A História do PT é mais do que a de uma organização. É de todo o vasto campo popular que se constituiu através e além dele. Como um partido desse campo o PT carrega em si as suas contradições.
O PT que chega aos 40 anos é muito mais o partido que cresceu a partir do segundo mandato de Lula do que aquele descrito aqui. Suas disputas internas não são mais de teses defendidas e acordadas por delegados de base apenas, mas fruto de um processo de eleição direta (PED) de uma organização com mais de 2 milhões de filiados.
No entanto, o preço que o PT pagou ao longo dos anos 1990 em termos de burocratização e institucionalização lhe rendeu a condição de ser opção de poder e isso não foi pouca coisa. Outros partidos muito mais radicais, porém menores, nunca sofreram a mesma oposição e ódio que o PT porque jamais ameaçaram ocupar o governo.
Embora o PT tivesse temperado suas notáveis políticas sociais com a conciliação de classes isso não adiantou. Quando o orçamento estatal não permite a convivência de interesses opostos, as lutas de classes se acirram e a esquerda no governo é descartada por um golpe de mão.

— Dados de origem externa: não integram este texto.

use sea_orm::entity::prelude::*;

#[derive(Clone, Debug, PartialEq, DeriveEntityModel, Eq)]
#[sea_orm(table_name = "user")]
pub struct Model {
    #[sea_orm(primary_key)]
    pub id: i32,
    #[sea_orm(unique)]
    pub email: String,
    pub created_at: DateTime,
}

#[derive(Copy, Clone, Debug, EnumIter, DeriveRelation)]
pub enum Relation {
    #[sea_orm(has_many = "super::favorite::Entity")]
    Favorite,
}

impl Related<super::favorite::Entity> for Entity {
    fn to() -> RelationDef {
        Relation::Favorite.def()
    }
}

impl ActiveModelBehavior for ActiveModel {}
pub mod favorite;
pub mod people;
pub mod planet;
pub mod user;
//! Tests for user controller endpoints.

use axum::{
    extract::{Path, State},
    http::StatusCode,
    response::IntoResponse,
};
use holonet::{
    model::{favorite::FavoriteDto, user::UserDto},
    server::controller::user::{get_user_favorites, get_users},
};
use holonet_test_utils::prelude::*;

/// Expect 200 OK with an array matching the stored row count,
/// exposing only ID and email
#[tokio::test]
async fn lists_users_matching_row_count() -> Result<(), TestError> {
    let test = test_setup_with_app_tables!()?;
    test.insert_user("luke@rebellion.example").await?;
    test.insert_user("leia@rebellion.example").await?;

    let result = get_users(State(test.app_state())).await;

    assert!(result.is_ok());
    let resp = result.unwrap().into_response();
    assert_eq!(resp.status(), StatusCode::OK);

    let bytes = axum::body::to_bytes(resp.into_body(), usize::MAX)
        .await
        .unwrap();
    let users: Vec<UserDto> = serde_json::from_slice(&bytes).unwrap();

    assert_eq!(users.len(), 2);

    Ok(())
}

/// Expect 200 OK with exactly the favorites belonging to the requested user
#[tokio::test]
async fn lists_favorites_for_user() -> Result<(), TestError> {
    let test = test_setup_with_app_tables!()?;
    let user = test.insert_user("luke@rebellion.example").await?;
    let other_user = test.insert_user("leia@rebellion.example").await?;
    let planet = test.insert_planet("Tatooine", "desert", 200_000).await?;

    test.insert_planet_favorite(user.id, planet.id).await?;
    test.insert_planet_favorite(other_user.id, planet.id).await?;

    let result = get_user_favorites(State(test.app_state()), Path(user.id)).await;

    assert!(result.is_ok());
    let resp = result.unwrap().into_response();
    assert_eq!(resp.status(), StatusCode::OK);

    let bytes = axum::body::to_bytes(resp.into_body(), usize::MAX)
        .await
        .unwrap();
    let favorites: Vec<FavoriteDto> = serde_json::from_slice(&bytes).unwrap();

    assert_eq!(favorites.len(), 1);
    assert_eq!(favorites[0].user_id, user.id);
    assert_eq!(favorites[0].planet_id, Some(planet.id));

    Ok(())
}

/// Expect 404 Not Found when listing favorites for a nonexistent user
#[tokio::test]
async fn responds_not_found_for_nonexistent_user() -> Result<(), TestError> {
    let test = test_setup_with_app_tables!()?;

    let nonexistent_user_id = 1;
    let result = get_user_favorites(State(test.app_state()), Path(nonexistent_user_id)).await;

    assert!(result.is_err());
    let resp = result.err().unwrap().into_response();
    assert_eq!(resp.status(), StatusCode::NOT_FOUND);

    Ok(())
}
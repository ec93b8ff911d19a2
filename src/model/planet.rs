use serde::{Deserialize, Serialize};

#[derive(Clone, Serialize, Deserialize, utoipa::ToSchema)]
pub struct PlanetDto {
    pub id: i32,
    pub name: String,
    pub description: String,
    pub population: i64,
}

/// Request body for creating a planet
#[derive(Clone, Serialize, Deserialize, utoipa::ToSchema)]
pub struct CreatePlanetDto {
    pub name: String,
    pub description: String,
    pub population: i64,
}
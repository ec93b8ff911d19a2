use serde::{Deserialize, Serialize};

/// A user's favorite, referencing the user and exactly one of a planet or a person
#[derive(Clone, Serialize, Deserialize, utoipa::ToSchema)]
pub struct FavoriteDto {
    pub id: i32,
    pub user_id: i32,
    pub planet_id: Option<i32>,
    pub people_id: Option<i32>,
}
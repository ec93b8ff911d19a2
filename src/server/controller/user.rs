use axum::{
    extract::{Path, State},
    http::StatusCode,
    response::IntoResponse,
};

use crate::{
    model::{api::ErrorDto, favorite::FavoriteDto, user::UserDto},
    server::{
        data::user::UserRepository, error::Error, model::app::AppState,
        service::favorite::FavoriteService,
    },
};

pub static USER_TAG: &str = "user";

/// Get all users
///
/// Only the ID and email address of each user is exposed.
#[utoipa::path(
    get,
    path = "/user",
    tag = USER_TAG,
    responses(
        (status = 200, description = "Success when retrieving users", body = Vec<UserDto>),
        (status = 500, description = "Internal server error", body = ErrorDto)
    ),
)]
pub async fn get_users(State(state): State<AppState>) -> Result<impl IntoResponse, Error> {
    let user_repository = UserRepository::new(&state.db);

    let users = user_repository.get_all().await?;

    let user_dtos: Vec<UserDto> = users
        .into_iter()
        .map(|u| UserDto {
            id: u.id,
            email: u.email,
        })
        .collect();

    Ok((StatusCode::OK, axum::Json(user_dtos)).into_response())
}

/// Get all favorites belonging to a user
#[utoipa::path(
    get,
    path = "/user/{user_id}/favorites",
    tag = USER_TAG,
    params(
        ("user_id" = i32, Path, description = "ID of the user")
    ),
    responses(
        (status = 200, description = "Success when retrieving the user's favorites", body = Vec<FavoriteDto>),
        (status = 404, description = "User not found", body = ErrorDto),
        (status = 500, description = "Internal server error", body = ErrorDto)
    ),
)]
pub async fn get_user_favorites(
    State(state): State<AppState>,
    Path(user_id): Path<i32>,
) -> Result<impl IntoResponse, Error> {
    let favorite_service = FavoriteService::new(&state.db);

    let favorite_dtos = favorite_service.get_user_favorites(user_id).await?;

    Ok((StatusCode::OK, axum::Json(favorite_dtos)).into_response())
}
use chrono::Utc;
use sea_orm::{
    ActiveModelTrait, ActiveValue, ColumnTrait, ConnectionTrait, DbErr, DeleteResult, EntityTrait,
    QueryFilter,
};

pub struct FavoriteRepository<'a, C: ConnectionTrait> {
    db: &'a C,
}

impl<'a, C: ConnectionTrait> FavoriteRepository<'a, C> {
    /// Creates a new instance of [`FavoriteRepository`]
    pub fn new(db: &'a C) -> Self {
        Self { db }
    }

    /// Creates a favorite linking a user to a planet
    pub async fn create_planet_favorite(
        &self,
        user_id: i32,
        planet_id: i32,
    ) -> Result<entity::favorite::Model, DbErr> {
        let favorite = entity::favorite::ActiveModel {
            user_id: ActiveValue::Set(user_id),
            planet_id: ActiveValue::Set(Some(planet_id)),
            created_at: ActiveValue::Set(Utc::now().naive_utc()),
            ..Default::default()
        };

        favorite.insert(self.db).await
    }

    /// Creates a favorite linking a user to a person
    pub async fn create_people_favorite(
        &self,
        user_id: i32,
        people_id: i32,
    ) -> Result<entity::favorite::Model, DbErr> {
        let favorite = entity::favorite::ActiveModel {
            user_id: ActiveValue::Set(user_id),
            people_id: ActiveValue::Set(Some(people_id)),
            created_at: ActiveValue::Set(Utc::now().naive_utc()),
            ..Default::default()
        };

        favorite.insert(self.db).await
    }

    /// Gets the favorite linking a user to a planet, if any
    pub async fn get_by_user_and_planet(
        &self,
        user_id: i32,
        planet_id: i32,
    ) -> Result<Option<entity::favorite::Model>, DbErr> {
        entity::prelude::Favorite::find()
            .filter(entity::favorite::Column::UserId.eq(user_id))
            .filter(entity::favorite::Column::PlanetId.eq(planet_id))
            .one(self.db)
            .await
    }

    /// Gets the favorite linking a user to a person, if any
    pub async fn get_by_user_and_people(
        &self,
        user_id: i32,
        people_id: i32,
    ) -> Result<Option<entity::favorite::Model>, DbErr> {
        entity::prelude::Favorite::find()
            .filter(entity::favorite::Column::UserId.eq(user_id))
            .filter(entity::favorite::Column::PeopleId.eq(people_id))
            .one(self.db)
            .await
    }

    /// Gets all favorites belonging to the provided user ID
    pub async fn get_many_by_user_id(
        &self,
        user_id: i32,
    ) -> Result<Vec<entity::favorite::Model>, DbErr> {
        entity::prelude::Favorite::find()
            .filter(entity::favorite::Column::UserId.eq(user_id))
            .all(self.db)
            .await
    }

    /// Deletes a favorite
    ///
    /// Returns OK regardless of the favorite existing, to confirm the deletion
    /// result check the [`DeleteResult::rows_affected`] field.
    pub async fn delete(&self, favorite_id: i32) -> Result<DeleteResult, DbErr> {
        entity::prelude::Favorite::delete_by_id(favorite_id)
            .exec(self.db)
            .await
    }
}
use axum::{
    extract::{Path, State},
    http::StatusCode,
    response::IntoResponse,
};

use crate::{
    model::api::{ErrorDto, MessageDto},
    server::{error::Error, model::app::AppState, service::favorite::FavoriteService},
};

pub static FAVORITE_TAG: &str = "favorite";

/// Add a planet to a user's favorites
#[utoipa::path(
    post,
    path = "/favorite/user/{user_id}/planet/{planet_id}",
    tag = FAVORITE_TAG,
    params(
        ("user_id" = i32, Path, description = "ID of the user"),
        ("planet_id" = i32, Path, description = "ID of the planet to favorite")
    ),
    responses(
        (status = 200, description = "Favorite planet added", body = MessageDto),
        (status = 404, description = "User or planet not found", body = ErrorDto),
        (status = 500, description = "Internal server error", body = ErrorDto)
    ),
)]
pub async fn add_favorite_planet(
    State(state): State<AppState>,
    Path((user_id, planet_id)): Path<(i32, i32)>,
) -> Result<impl IntoResponse, Error> {
    let favorite_service = FavoriteService::new(&state.db);

    favorite_service
        .add_planet_favorite(user_id, planet_id)
        .await?;

    Ok((
        StatusCode::OK,
        axum::Json(MessageDto {
            msg: "Favorite planet added".to_string(),
        }),
    )
        .into_response())
}

/// Remove a planet from a user's favorites
#[utoipa::path(
    delete,
    path = "/favorite/user/{user_id}/planet/{planet_id}",
    tag = FAVORITE_TAG,
    params(
        ("user_id" = i32, Path, description = "ID of the user"),
        ("planet_id" = i32, Path, description = "ID of the favorited planet")
    ),
    responses(
        (status = 200, description = "Favorite planet removed", body = MessageDto),
        (status = 404, description = "No matching favorite found", body = ErrorDto),
        (status = 500, description = "Internal server error", body = ErrorDto)
    ),
)]
pub async fn remove_favorite_planet(
    State(state): State<AppState>,
    Path((user_id, planet_id)): Path<(i32, i32)>,
) -> Result<impl IntoResponse, Error> {
    let favorite_service = FavoriteService::new(&state.db);

    favorite_service
        .remove_planet_favorite(user_id, planet_id)
        .await?;

    Ok((
        StatusCode::OK,
        axum::Json(MessageDto {
            msg: "Favorite planet removed".to_string(),
        }),
    )
        .into_response())
}

/// Add a person to a user's favorites
#[utoipa::path(
    post,
    path = "/favorite/user/{user_id}/people/{people_id}",
    tag = FAVORITE_TAG,
    params(
        ("user_id" = i32, Path, description = "ID of the user"),
        ("people_id" = i32, Path, description = "ID of the person to favorite")
    ),
    responses(
        (status = 200, description = "Favorite person added", body = MessageDto),
        (status = 404, description = "User or person not found", body = ErrorDto),
        (status = 500, description = "Internal server error", body = ErrorDto)
    ),
)]
pub async fn add_favorite_people(
    State(state): State<AppState>,
    Path((user_id, people_id)): Path<(i32, i32)>,
) -> Result<impl IntoResponse, Error> {
    let favorite_service = FavoriteService::new(&state.db);

    favorite_service
        .add_people_favorite(user_id, people_id)
        .await?;

    Ok((
        StatusCode::OK,
        axum::Json(MessageDto {
            msg: "Favorite person added".to_string(),
        }),
    )
        .into_response())
}

/// Remove a person from a user's favorites
#[utoipa::path(
    delete,
    path = "/favorite/user/{user_id}/people/{people_id}",
    tag = FAVORITE_TAG,
    params(
        ("user_id" = i32, Path, description = "ID of the user"),
        ("people_id" = i32, Path, description = "ID of the favorited person")
    ),
    responses(
        (status = 200, description = "Favorite person removed", body = MessageDto),
        (status = 404, description = "No matching favorite found", body = ErrorDto),
        (status = 500, description = "Internal server error", body = ErrorDto)
    ),
)]
pub async fn remove_favorite_people(
    State(state): State<AppState>,
    Path((user_id, people_id)): Path<(i32, i32)>,
) -> Result<impl IntoResponse, Error> {
    let favorite_service = FavoriteService::new(&state.db);

    favorite_service
        .remove_people_favorite(user_id, people_id)
        .await?;

    Ok((
        StatusCode::OK,
        axum::Json(MessageDto {
            msg: "Favorite person removed".to_string(),
        }),
    )
        .into_response())
}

Pode esse partido resgatar antigas propostas como a de uma reunião inter-núcleos dos anos 1980 e estimular encontros de núcleos de base que ainda resistem? Sem alternativas, o campo popular ainda o reconhecerá como sua principal expressão nas eventuais eleições de 2022? À segunda pergunta é provável que a resposta seja sim. Mas se à primeira a resposta for não, então poderemos formular outra muito mais importante: o que um PT incapaz de mudar faria de diferente no governo?
*Lincoln Secco é professor do Departamento de História da USP.